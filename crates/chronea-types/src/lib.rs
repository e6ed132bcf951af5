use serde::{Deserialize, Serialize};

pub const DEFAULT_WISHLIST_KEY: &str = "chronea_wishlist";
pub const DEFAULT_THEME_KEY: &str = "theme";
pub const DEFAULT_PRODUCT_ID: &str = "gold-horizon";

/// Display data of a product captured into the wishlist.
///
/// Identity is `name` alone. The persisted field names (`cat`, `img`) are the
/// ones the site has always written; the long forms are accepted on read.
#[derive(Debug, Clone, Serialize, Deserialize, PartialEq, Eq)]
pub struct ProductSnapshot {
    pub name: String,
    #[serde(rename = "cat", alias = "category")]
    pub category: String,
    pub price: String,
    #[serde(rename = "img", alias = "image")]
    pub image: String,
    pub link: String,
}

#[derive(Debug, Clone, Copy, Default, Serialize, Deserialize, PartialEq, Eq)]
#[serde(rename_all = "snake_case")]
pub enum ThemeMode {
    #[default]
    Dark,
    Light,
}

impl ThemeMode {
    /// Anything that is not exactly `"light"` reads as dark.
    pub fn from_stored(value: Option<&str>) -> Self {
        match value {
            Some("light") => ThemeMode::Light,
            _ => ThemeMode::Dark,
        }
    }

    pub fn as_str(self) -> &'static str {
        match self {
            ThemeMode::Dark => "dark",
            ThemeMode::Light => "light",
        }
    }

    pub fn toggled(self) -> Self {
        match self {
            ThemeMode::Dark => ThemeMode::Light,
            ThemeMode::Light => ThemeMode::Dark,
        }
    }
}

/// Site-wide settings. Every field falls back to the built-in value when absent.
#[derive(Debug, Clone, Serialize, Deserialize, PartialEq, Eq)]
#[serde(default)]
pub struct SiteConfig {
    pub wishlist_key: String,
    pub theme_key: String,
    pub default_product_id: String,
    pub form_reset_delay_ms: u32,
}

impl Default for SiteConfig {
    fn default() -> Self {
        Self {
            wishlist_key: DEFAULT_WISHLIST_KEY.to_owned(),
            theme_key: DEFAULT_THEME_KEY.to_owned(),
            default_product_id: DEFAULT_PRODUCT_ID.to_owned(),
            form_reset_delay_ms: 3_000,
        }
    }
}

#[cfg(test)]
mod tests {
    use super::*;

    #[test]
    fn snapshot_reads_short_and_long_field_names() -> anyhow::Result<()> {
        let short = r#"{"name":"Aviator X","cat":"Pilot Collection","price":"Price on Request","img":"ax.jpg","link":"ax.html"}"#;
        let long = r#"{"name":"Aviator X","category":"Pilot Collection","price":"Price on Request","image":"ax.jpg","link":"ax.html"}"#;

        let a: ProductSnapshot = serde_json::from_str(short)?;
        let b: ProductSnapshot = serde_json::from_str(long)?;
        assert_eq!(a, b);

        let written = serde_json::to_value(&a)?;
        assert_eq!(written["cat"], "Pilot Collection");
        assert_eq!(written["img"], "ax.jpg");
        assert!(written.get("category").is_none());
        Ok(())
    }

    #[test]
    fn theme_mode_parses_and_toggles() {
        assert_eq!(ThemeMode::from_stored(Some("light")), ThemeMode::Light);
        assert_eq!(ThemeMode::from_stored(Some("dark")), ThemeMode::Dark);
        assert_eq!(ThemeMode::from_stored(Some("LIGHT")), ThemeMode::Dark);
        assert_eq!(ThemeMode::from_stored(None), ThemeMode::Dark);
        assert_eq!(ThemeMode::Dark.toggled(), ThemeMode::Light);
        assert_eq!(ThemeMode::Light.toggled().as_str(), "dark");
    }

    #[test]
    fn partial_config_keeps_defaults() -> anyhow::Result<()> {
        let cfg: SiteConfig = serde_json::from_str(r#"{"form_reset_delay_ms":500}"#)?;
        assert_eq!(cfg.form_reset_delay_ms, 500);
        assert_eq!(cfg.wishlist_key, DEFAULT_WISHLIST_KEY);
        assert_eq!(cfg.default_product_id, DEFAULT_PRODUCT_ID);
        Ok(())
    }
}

* _TO DO_: Which lines of the data contain the string "SiteConfig"? Copy each one.

* _WORKED SOLUTION_:
pub struct SiteConfig {
impl Default for SiteConfig {
        let cfg: SiteConfig = serde_json::from_str(r#"{"form_reset_delay_ms":500}"#)?;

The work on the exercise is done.